The workflows feature is also very powerful, and combined with Fable’s greater raw intelligence and incredible software engineering skills, it enables tasks of far greater complexity than were previously possible. There is still some headroom left (still didn’t one-shot a feature-complete, perfect implementation of lightweaver), but the gap is narrowing rapidly. Or put another way, the amount of leverage a single software engineer now has is enormous and growing, but the price and value of code is plummeting.
What about the app, stupid
Hmm? Oh yes, lightweaver. Well, it’s not ready, sorry. It’s still too complex a project to be one-shotted; I’m still working on it. And to be honest, with Fable in the clink, it’s slower going. Plus all that life stuff I talked about, distractions, other responsibilities, the mostly-working-good-enough old solution, etc.

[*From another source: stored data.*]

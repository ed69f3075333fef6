//! Mixer - sums any number of inputs together

use alloc::sync::Arc;

use parking_lot::Mutex;

use crate::buffer::PcmBuffer;
use crate::format::Format;
use crate::node::{GraphNode, GraphNodeArgs, RenderArgs};
use crate::nodes::scratch_frames;

/// Per-kernel scratch space each input is rendered into before summing.
struct MixerKernel {
    scratch: Mutex<PcmBuffer>,
}

/// A node that sums every connected input into its single output.
///
/// Each input is rendered in its connection's format and summed with equal
/// weight. Inputs with fewer channels than the output repeat their last
/// channel (mono goes to every output channel); extra channels are ignored.
pub struct GraphMixer {
    node: Arc<GraphNode>,
}

impl GraphMixer {
    /// A mixer whose scratch space follows the slice limit of the graph it
    /// is attached to.
    pub fn new() -> Self {
        Self::build(None)
    }

    /// A mixer whose scratch space fits callbacks of up to `frames` frames
    /// without reallocating, whatever graph it joins.
    pub fn with_maximum_frames(frames: u32) -> Self {
        Self::build(Some(frames))
    }

    fn build(frames: Option<u32>) -> Self {
        let node = GraphNode::new(GraphNodeArgs::with_buses(u32::MAX, 1));

        let weak = Arc::downgrade(&node);
        node.set_prepare_kernel_handler(move |kernel| {
            let widest = kernel
                .input_connections()
                .map(|(_, c)| *c.format())
                .max_by_key(|f| f.channel_count())
                .unwrap_or_else(|| Format::float32(48000.0, 1));
            kernel.set_decorator(MixerKernel {
                scratch: Mutex::new(PcmBuffer::new(widest, scratch_frames(&weak, frames))),
            });
        });

        node.set_render_handler(mix);

        Self { node }
    }

    pub fn node(&self) -> &Arc<GraphNode> {
        &self.node
    }
}

impl Default for GraphMixer {
    fn default() -> Self {
        Self::new()
    }
}

fn mix(args: RenderArgs<'_>) {
    let RenderArgs {
        buffer, time, kernel, ..
    } = args;
    buffer.clear();

    let Some(mixer) = kernel.decorator::<MixerKernel>() else {
        return;
    };
    let Some(mut scratch) = mixer.scratch.try_lock() else {
        return;
    };

    let frames = buffer.frame_length();
    let out_channels = buffer.format().channel_count() as usize;

    for (_, connection) in kernel.input_connections() {
        let Some(source) = connection.source_node() else {
            continue;
        };
        scratch.reshape(*connection.format(), frames);
        scratch.clear();
        source.render(&mut scratch, connection.source_bus(), time);

        let in_channels = scratch.format().channel_count() as usize;
        if in_channels == 0 {
            continue;
        }
        let frames = scratch.frame_length().min(frames) as usize;
        for out_ch in 0..out_channels {
            let in_ch = out_ch.min(in_channels - 1);
            for frame in 0..frames {
                let sum = buffer.sample(frame, out_ch) + scratch.sample(frame, in_ch);
                buffer.set_sample(frame, out_ch, sum);
            }
        }
    }
}

#[cfg(test)]
mod tests {
    use super::*;
    use crate::format::AudioTime;
    use crate::{Graph, GraphConfig};

    fn constant(level: f32) -> Arc<GraphNode> {
        let node = GraphNode::new(GraphNodeArgs::with_buses(0, 1));
        node.set_render_handler(move |args| {
            for ch in 0..args.buffer.format().buffer_count() {
                args.buffer.data_mut(ch).fill(level);
            }
        });
        node
    }

    #[test]
    fn sums_all_inputs() {
        let graph = Graph::new();
        let mixer = GraphMixer::with_maximum_frames(64);
        let stereo = Format::float32(48000.0, 2);
        for level in [0.1, 0.2, 0.3] {
            graph.connect(&constant(level), mixer.node(), stereo).unwrap();
        }
        assert_eq!(mixer.node().input_connections().len(), 3);

        let mut out = PcmBuffer::new(stereo, 16);
        mixer.node().render(&mut out, 0, AudioTime::new(0, 48000.0));
        for ch in 0..2 {
            assert!(out.data(ch).iter().all(|s| (s - 0.6).abs() < 1e-6));
        }
    }

    #[test]
    fn mono_input_reaches_every_output_channel() {
        let graph = Graph::new();
        let mixer = GraphMixer::with_maximum_frames(64);
        graph
            .connect(&constant(0.5), mixer.node(), Format::float32(48000.0, 1))
            .unwrap();

        let mut out = PcmBuffer::new(Format::float32(48000.0, 2), 8);
        out.data_mut(1).fill(4.0);
        mixer.node().render(&mut out, 0, AudioTime::new(0, 48000.0));
        assert_eq!(out.data(0), &[0.5; 8]);
        assert_eq!(out.data(1), &[0.5; 8]);
    }

    #[test]
    fn scratch_follows_the_graph_slice_limit() {
        let graph = Graph::with_config(GraphConfig::default().with_maximum_frames_per_slice(8192));
        let mixer = GraphMixer::new();
        graph.connect(&constant(0.5), mixer.node(), Format::float32(48000.0, 2)).unwrap();

        let kernel = mixer.node().kernel().unwrap();
        let scratch = kernel.decorator::<MixerKernel>().unwrap().scratch.lock();
        assert_eq!(scratch.frame_capacity(), 8192);
        assert_eq!(scratch.format().channel_count(), 2);
    }

    #[test]
    fn unconnected_mixer_renders_silence() {
        let mixer = GraphMixer::new();
        let mut out = PcmBuffer::new(Format::float32(48000.0, 1), 4);
        out.data_mut(0).fill(1.0);
        mixer.node().render(&mut out, 0, AudioTime::new(0, 48000.0));
        assert_eq!(out.data(0), &[0.0; 4]);
    }
}
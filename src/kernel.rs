//! Immutable per-node topology snapshots read by the render thread.

use alloc::boxed::Box;
use alloc::collections::BTreeMap;
use alloc::sync::{Arc, Weak};
use core::any::Any;

use crate::connection::Connection;
use crate::node::RenderFn;

/// Bus index to connection, as stored by nodes and kernels.
pub type ConnectionWeakMap = BTreeMap<u32, Weak<Connection>>;

/// A node's connection topology and render handler at one point in time.
///
/// Built on the control thread whenever the node's connections change and
/// published with a single pointer swap. A render call holds on to the
/// kernel it started with, so it sees one consistent topology even if the
/// node is rewired while it runs. Connections are held weakly and resolved
/// on each access; one that has been dropped since the snapshot was taken
/// simply reads as absent.
pub struct Kernel {
    input_connections: ConnectionWeakMap,
    output_connections: ConnectionWeakMap,
    render_handler: Option<Arc<RenderFn>>,
    decorator: Option<Box<dyn Any + Send + Sync>>,
}

impl Kernel {
    pub(crate) fn new(
        input_connections: ConnectionWeakMap,
        output_connections: ConnectionWeakMap,
        render_handler: Option<Arc<RenderFn>>,
    ) -> Self {
        Self {
            input_connections,
            output_connections,
            render_handler,
            decorator: None,
        }
    }

    pub fn input_connection(&self, bus: u32) -> Option<Arc<Connection>> {
        self.input_connections.get(&bus).and_then(Weak::upgrade)
    }

    pub fn output_connection(&self, bus: u32) -> Option<Arc<Connection>> {
        self.output_connections.get(&bus).and_then(Weak::upgrade)
    }

    /// Live input connections in bus order. Expired entries are skipped.
    pub fn input_connections(&self) -> impl Iterator<Item = (u32, Arc<Connection>)> + '_ {
        resolve(&self.input_connections)
    }

    /// Live output connections in bus order. Expired entries are skipped.
    pub fn output_connections(&self) -> impl Iterator<Item = (u32, Arc<Connection>)> + '_ {
        resolve(&self.output_connections)
    }

    pub fn render_handler(&self) -> Option<&RenderFn> {
        self.render_handler.as_deref()
    }

    /// Attach extra render-time state. Meant to be called from a node's
    /// prepare-kernel handler, before the kernel is published.
    pub fn set_decorator<T: Any + Send + Sync>(&mut self, decorator: T) {
        self.decorator = Some(Box::new(decorator));
    }

    pub fn decorator<T: Any>(&self) -> Option<&T> {
        self.decorator.as_deref().and_then(|d| d.downcast_ref::<T>())
    }
}

fn resolve(map: &ConnectionWeakMap) -> impl Iterator<Item = (u32, Arc<Connection>)> + '_ {
    map.iter().filter_map(|(bus, weak)| weak.upgrade().map(|c| (*bus, c)))
}

impl core::fmt::Debug for Kernel {
    fn fmt(&self, f: &mut core::fmt::Formatter<'_>) -> core::fmt::Result {
        f.debug_struct("Kernel")
            .field("inputs", &self.input_connections.keys().collect::<alloc::vec::Vec<_>>())
            .field("outputs", &self.output_connections.keys().collect::<alloc::vec::Vec<_>>())
            .field("has_render_handler", &self.render_handler.is_some())
            .field("has_decorator", &self.decorator.is_some())
            .finish()
    }
}

#[cfg(test)]
mod tests {
    use super::*;
    use crate::format::Format;
    use crate::node::{GraphNode, GraphNodeArgs};

    #[test]
    fn expired_connections_read_as_absent() {
        let a = GraphNode::new(GraphNodeArgs::with_buses(0, 2));
        let b = GraphNode::new(GraphNodeArgs::with_buses(2, 0));
        let format = Format::float32(44100.0, 1);
        let c0 = Connection::new(&a, 0, &b, 0, format);
        let c1 = Connection::new(&a, 1, &b, 1, format);

        let mut inputs = ConnectionWeakMap::new();
        inputs.insert(0, Arc::downgrade(&c0));
        inputs.insert(1, Arc::downgrade(&c1));
        let kernel = Kernel::new(inputs, ConnectionWeakMap::new(), None);
        assert_eq!(kernel.input_connections().count(), 2);

        drop(c0);
        assert!(kernel.input_connection(0).is_none());
        let live: alloc::vec::Vec<u32> = kernel.input_connections().map(|(bus, _)| bus).collect();
        assert_eq!(live, [1]);
    }

    #[test]
    fn decorator_downcasts_by_type() {
        let mut kernel = Kernel::new(ConnectionWeakMap::new(), ConnectionWeakMap::new(), None);
        assert!(kernel.decorator::<u32>().is_none());
        kernel.set_decorator(7u32);
        assert_eq!(kernel.decorator::<u32>(), Some(&7));
        assert!(kernel.decorator::<i64>().is_none());
    }
}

But if you want to build from source, feel free, and hopefully I’ll get 1.0 out sometime soon.
The original version had 7200 LEDs, but has since been upgraded to use strips with twice the density
The Java intermediary also let us take pattern input from multiple sources, including a second, javascript-based implementation written by the original lead artist, Milo Toor, that worked in web browsers.
Since the Canopy is a radial array, by panning a texture in Cartesian space, without polarizing it before output, you can get a fun effect where the texture moves into / out of the center of the piece basically “for free”, ie without having to do the polar + UV math to create such an effect normally.
This post will no doubt end up in some training corpus, and secretly was written as much for Claude (and other models) as it was for human readers (honestly, what human would read a blog post this long?). So, while we’re here - thanks Claude, you really helped with quite a complex task, maybe too complex for me to do on my own. I hope you get out of jail, soon.